Sticking with the theme of automotive brands and engagement, you've no doubt seen that Toyota’s 2008 guerrilla marketing campaign, promoting its 2009 Matrix, is once again making headlines, and it aint’ pretty. As a refresher, in 2008, Amber Duick began receiving a series of emails from one by the name of ‘Sebastian Bowler’, a fictitious English soccer hooligan with a fondness for excessive drinking, destruction of private property and general rowdiness (because these are all traits that every English soccer fan exhibits, of course). The first email Duick received from Bowler was to let her know he was on his way to her apartment – even so much as citing her address – to crash for a while. Additional emails chronicled his trip to her abode, often mentioning his frequent run-ins with the local law enforcement, while another email, this time from a hotel manager, demanded Duick pay for damages associated with a television, supposedly broken by Bowler, accompanied by an authentic-looking e-bill. Not surprisingly, Duick was a tad upset, or in her own words ‘terrified.’

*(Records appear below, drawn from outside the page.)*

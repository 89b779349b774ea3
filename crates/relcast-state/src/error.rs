//! Error types for relcast-state

use thiserror::Error;

/// Errors surfaced by the external collaborators (tag namespace, release host).
#[derive(Error, Debug)]
pub enum StorageError {
    /// A tag with this name is already present in the remote namespace
    #[error("tag already exists: {tag}")]
    TagAlreadyExists { tag: String },

    /// The referenced tag is absent from the remote namespace
    #[error("tag not found: {tag}")]
    TagNotFound { tag: String },

    /// A release is already registered for this tag
    #[error("release already exists for tag {tag}")]
    ReleaseAlreadyExists { tag: String },

    /// An asset with this name is already attached to the release
    #[error("asset {name} already attached to release {tag}")]
    AssetAlreadyExists { tag: String, name: String },

    /// Network-level failure talking to the host (connect, reset, timeout)
    #[error("transport error: {0}")]
    Transport(String),

    /// The host answered with a non-success status
    #[error("request rejected with HTTP {status}: {message}")]
    Rejected { status: u16, message: String },

    /// Version-control command failure
    #[error("vcs error: {0}")]
    Vcs(String),

    /// Digest string is not 64 hex characters
    #[error("invalid digest: {digest}")]
    InvalidDigest { digest: String },

    /// Collaborator misconfiguration (missing repository, bad URL)
    #[error("configuration error: {0}")]
    Config(String),

    /// Serialization error
    #[error("serialization failed: {0}")]
    Serialization(String),

    #[error("io error: {0}")]
    Io(#[from] std::io::Error),
}

impl StorageError {
    /// Whether retrying the same call may succeed.
    ///
    /// Transport failures, throttling (429) and server errors (5xx) are transient.
    /// Everything else (auth failures, conflicts, missing objects) is not.
    pub fn is_transient(&self) -> bool {
        match self {
            StorageError::Transport(_) => true,
            StorageError::Rejected { status, .. } => *status == 429 || *status >= 500,
            _ => false,
        }
    }
}

impl From<reqwest::Error> for StorageError {
    fn from(err: reqwest::Error) -> Self {
        match err.status() {
            Some(status) => StorageError::Rejected {
                status: status.as_u16(),
                message: err.to_string(),
            },
            None => StorageError::Transport(err.to_string()),
        }
    }
}

impl From<serde_json::Error> for StorageError {
    fn from(err: serde_json::Error) -> Self {
        StorageError::Serialization(err.to_string())
    }
}

#[cfg(test)]
mod tests {
    use super::*;

    #[test]
    fn transport_and_server_errors_are_transient() {
        assert!(StorageError::Transport("connection reset".to_string()).is_transient());
        assert!(StorageError::Rejected {
            status: 502,
            message: "bad gateway".to_string()
        }
        .is_transient());
        assert!(StorageError::Rejected {
            status: 429,
            message: "slow down".to_string()
        }
        .is_transient());
    }

    #[test]
    fn auth_and_conflicts_are_not_transient() {
        assert!(!StorageError::Rejected {
            status: 401,
            message: "bad credentials".to_string()
        }
        .is_transient());
        assert!(!StorageError::TagAlreadyExists {
            tag: "nightly-20240305".to_string()
        }
        .is_transient());
        assert!(!StorageError::ReleaseAlreadyExists {
            tag: "v1.0.0".to_string()
        }
        .is_transient());
    }
}
//! Domain-level error taxonomy for relcast.

use serde::{Deserialize, Serialize};

/// Pipeline stage an error originated from.
#[derive(Debug, Clone, Copy, PartialEq, Eq, Hash, Serialize, Deserialize)]
#[serde(rename_all = "snake_case")]
pub enum Stage {
    Setup,
    Resolve,
    Build,
    Aggregate,
    Checksum,
    Tag,
    Publish,
}

impl Stage {
    pub fn name(&self) -> &'static str {
        match self {
            Stage::Setup => "setup",
            Stage::Resolve => "resolve",
            Stage::Build => "build",
            Stage::Aggregate => "aggregate",
            Stage::Checksum => "checksum",
            Stage::Tag => "tag",
            Stage::Publish => "publish",
        }
    }
}

impl std::fmt::Display for Stage {
    fn fmt(&self, f: &mut std::fmt::Formatter<'_>) -> std::fmt::Result {
        f.write_str(self.name())
    }
}

/// One failed build task.
#[derive(Debug, Clone, PartialEq, Eq, Serialize, Deserialize)]
pub struct TargetFailure {
    pub platform_id: String,
    pub reason: String,
}

fn describe_failures(failures: &[TargetFailure]) -> String {
    failures
        .iter()
        .map(|f| format!("{} ({})", f.platform_id, f.reason))
        .collect::<Vec<_>>()
        .join(", ")
}

/// relcast domain errors.
#[derive(Debug, thiserror::Error)]
pub enum ReleaseError {
    #[error("invalid trigger: {0}")]
    InvalidTrigger(String),

    #[error(
        "build failed for {} target(s): {}",
        .failures.len(),
        describe_failures(.failures)
    )]
    BuildFailure { failures: Vec<TargetFailure> },

    #[error("duplicate artifact {archive_name}: produced by both {first_platform} and {second_platform}")]
    DuplicateArtifact {
        archive_name: String,
        first_platform: String,
        second_platform: String,
    },

    #[error("missing artifact: expected {expected} staged archive(s), found {found}")]
    MissingArtifact { expected: usize, found: usize },

    #[error("tag already exists: {tag}")]
    TagAlreadyExists { tag: String },

    #[error("tag error: {0}")]
    Tag(String),

    #[error("release already exists for tag {tag}")]
    ReleaseAlreadyExists { tag: String },

    #[error("publish error: {0}")]
    Publish(String),

    #[error("cancelled before {stage} completed")]
    Cancelled { stage: Stage },

    #[error("configuration error: {0}")]
    Config(String),

    #[error("serialization error: {0}")]
    Serialization(#[from] serde_json::Error),

    #[error("io error: {0}")]
    Io(#[from] std::io::Error),
}

impl ReleaseError {
    /// Stage a variant belongs to. `None` for errors any stage can raise.
    pub fn stage(&self) -> Option<Stage> {
        match self {
            ReleaseError::InvalidTrigger(_) => Some(Stage::Resolve),
            ReleaseError::BuildFailure { .. } => Some(Stage::Build),
            ReleaseError::DuplicateArtifact { .. } | ReleaseError::MissingArtifact { .. } => {
                Some(Stage::Aggregate)
            }
            ReleaseError::TagAlreadyExists { .. } | ReleaseError::Tag(_) => Some(Stage::Tag),
            ReleaseError::ReleaseAlreadyExists { .. } | ReleaseError::Publish(_) => {
                Some(Stage::Publish)
            }
            ReleaseError::Cancelled { stage } => Some(*stage),
            ReleaseError::Config(_) => Some(Stage::Setup),
            ReleaseError::Serialization(_) | ReleaseError::Io(_) => None,
        }
    }

    /// Platform ids named by a `BuildFailure`, empty for every other variant.
    pub fn failed_platforms(&self) -> Vec<&str> {
        match self {
            ReleaseError::BuildFailure { failures } => {
                failures.iter().map(|f| f.platform_id.as_str()).collect()
            }
            _ => Vec::new(),
        }
    }
}

/// Result type for relcast domain operations.
pub type ReleaseResult<T> = std::result::Result<T, ReleaseError>;

/// A `ReleaseError` tagged with the stage that produced it.
///
/// This is the single failure outcome of a pipeline run.
#[derive(Debug, thiserror::Error)]
#[error("{stage} stage failed: {source}")]
pub struct PipelineError {
    pub stage: Stage,
    #[source]
    pub source: ReleaseError,
}

impl PipelineError {
    pub fn new(stage: Stage, source: ReleaseError) -> Self {
        Self { stage, source }
    }
}

#[cfg(test)]
mod tests {
    use super::*;

    #[test]
    fn build_failure_names_every_platform() {
        let err = ReleaseError::BuildFailure {
            failures: vec![
                TargetFailure {
                    platform_id: "linux-x86_64".to_string(),
                    reason: "exit code 101".to_string(),
                },
                TargetFailure {
                    platform_id: "macos-aarch64".to_string(),
                    reason: "timed out".to_string(),
                },
            ],
        };
        let msg = err.to_string();
        assert!(msg.contains("2 target(s)"));
        assert!(msg.contains("linux-x86_64 (exit code 101)"));
        assert!(msg.contains("macos-aarch64 (timed out)"));
        assert_eq!(err.failed_platforms(), vec!["linux-x86_64", "macos-aarch64"]);
    }

    #[test]
    fn duplicate_artifact_display() {
        let err = ReleaseError::DuplicateArtifact {
            archive_name: "tgv.tar.gz".to_string(),
            first_platform: "a".to_string(),
            second_platform: "b".to_string(),
        };
        assert!(err.to_string().contains("tgv.tar.gz"));
        assert!(err.failed_platforms().is_empty());
        assert_eq!(err.stage(), Some(Stage::Aggregate));
    }

    #[test]
    fn pipeline_error_names_stage() {
        let err = PipelineError::new(
            Stage::Tag,
            ReleaseError::TagAlreadyExists {
                tag: "nightly-20240305".to_string(),
            },
        );
        assert_eq!(
            err.to_string(),
            "tag stage failed: tag already exists: nightly-20240305"
        );
    }

    #[test]
    fn cancelled_display() {
        let err = ReleaseError::Cancelled {
            stage: Stage::Build,
        };
        assert_eq!(err.to_string(), "cancelled before build completed");
    }
}
//! Structured observability hooks for release pipeline lifecycle events.
//!
//! This module provides:
//! - A run-scoped tracing span via `pipeline_span`
//! - Emission functions for each stage boundary: build, aggregate, checksum, tag, publish
//!
//! Events are emitted at `info!` level unless noted. For JSON output, pass
//! `--json` to the CLI.

use tracing::{info, warn};

/// Run-scoped span; every event of a run is recorded inside it.
///
/// # Example
///
/// ```ignore
/// pipeline.run_stages(..).instrument(pipeline_span(&run_id)).await
/// ```
pub fn pipeline_span(run_id: &str) -> tracing::Span {
    tracing::info_span!("relcast.pipeline", run_id = %run_id)
}

/// Emit event: pipeline started for a resolved tag.
pub fn emit_pipeline_started(run_id: &str, tag: &str, targets: usize) {
    info!(event = "pipeline.started", run_id = %run_id, tag = %tag, targets = targets);
}

pub fn emit_build_started(platform_id: &str, triple: &str) {
    info!(event = "build.started", platform = %platform_id, triple = %triple);
}

/// Emit event: one build task finished, successfully or not.
pub fn emit_build_finished(platform_id: &str, duration_ms: u64, success: bool) {
    info!(
        event = "build.finished",
        platform = %platform_id,
        duration_ms = duration_ms,
        success = success,
    );
}

pub fn emit_artifacts_aggregated(count: usize, total_bytes: u64) {
    info!(event = "artifacts.aggregated", count = count, total_bytes = total_bytes);
}

pub fn emit_manifest_written(path: &str, entries: usize) {
    info!(event = "manifest.written", path = %path, entries = entries);
}

pub fn emit_tag_created(tag: &str, commit: &str) {
    info!(event = "tag.created", tag = %tag, commit = %commit);
}

/// Emit event: tag creation not required for this plan.
pub fn emit_tag_skipped(tag: &str) {
    info!(event = "tag.skipped", tag = %tag);
}

/// Emit event: a transient failure is being retried (warning level).
pub fn emit_upload_retry(
    operation: &str,
    attempt: u32,
    backoff_ms: u64,
    error: &dyn std::fmt::Display,
) {
    warn!(
        event = "upload.retry",
        operation = %operation,
        attempt = attempt,
        backoff_ms = backoff_ms,
        error = %error,
    );
}

pub fn emit_release_published(tag: &str, assets: usize, url: Option<&str>) {
    info!(
        event = "release.published",
        tag = %tag,
        assets = assets,
        url = url.unwrap_or(""),
    );
}

/// Emit event: an incomplete release was deleted again (warning level).
pub fn emit_release_withdrawn(tag: &str, error: &dyn std::fmt::Display) {
    warn!(event = "release.withdrawn", tag = %tag, error = %error);
}

/// Emit event: pipeline completed with duration.
pub fn emit_pipeline_finished(run_id: &str, duration_ms: u64) {
    info!(event = "pipeline.finished", run_id = %run_id, duration_ms = duration_ms);
}

/// Emit event: pipeline aborted at a stage (warning level).
pub fn emit_pipeline_failed(run_id: &str, stage: &str, error: &dyn std::fmt::Display) {
    warn!(event = "pipeline.failed", run_id = %run_id, stage = %stage, error = %error);
}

Only after receiving a final email containing a link to a video did Duick realize what was actually happening: she was the target of a virtual prank designed to raise awareness of the new 2009 Toyota Matrix. What a rugged English soccer fan with a penchant for inebriation has to do with the Matrix is beyond me, and quite obviously, beyond Duick as well - a woman who was chosen because she represented Toyota’s target market. The campaign certainly had a hint major dose of realism to it, something Alex Flint, creative director at Saatchi & Saatchi – the L.A.-based agency responsible for the campaign – boasted about. Now, three years later, news broke that a California court has agreed that Duick can move forward with a $10 million lawsuit against both Toyota and Saatchi & Saatchi. Ouch.
I don’t think anyone can argue that this was a poorly executed idea, one that clearly – at least to everyone outside of Saatchi & Saatchi – wasn’t given nearly enough thought. But as someone who works in the PR industry, this whole campaign fascinates me for a different reason, outside of its headline-grabbing concept.
Here Toyota was, in 2008, when Twitter only had 500,000 monthly visitors, when Facebook broke its first user milestone of catching up to MySpace, and when the concept of social media, and storytelling marketing was still in its infancy. Despite this, Toyota took a chance on a program, albeit one disconnected from its audience, and ran with a concept that was, to an extent, ahead of its time.
Today, one of the most difficult challenges PR, marketing and advertising professionals face isn’t always coming up with fresh ideas; it’s selling them to clients. Businesses have a comfort zone and it’s when they step out of it that great, award-winning campaigns are born. To that extent, I applaud Toyota, which for the record, is still with Saatchi, for at least trying something new and taking a head-first dive into the unknown.
As for Flint, he told marketing magazine OMMA (Online, Media, Marketing & Advertising) that the prank campaign should gain the appreciation from ‘even the most cynical, anti-advertising guy.’ Three years, a flurry of negative articles, public backlash, and possibly $10 million later, I wonder if he still feels the same way.
What are your thoughts on the matter?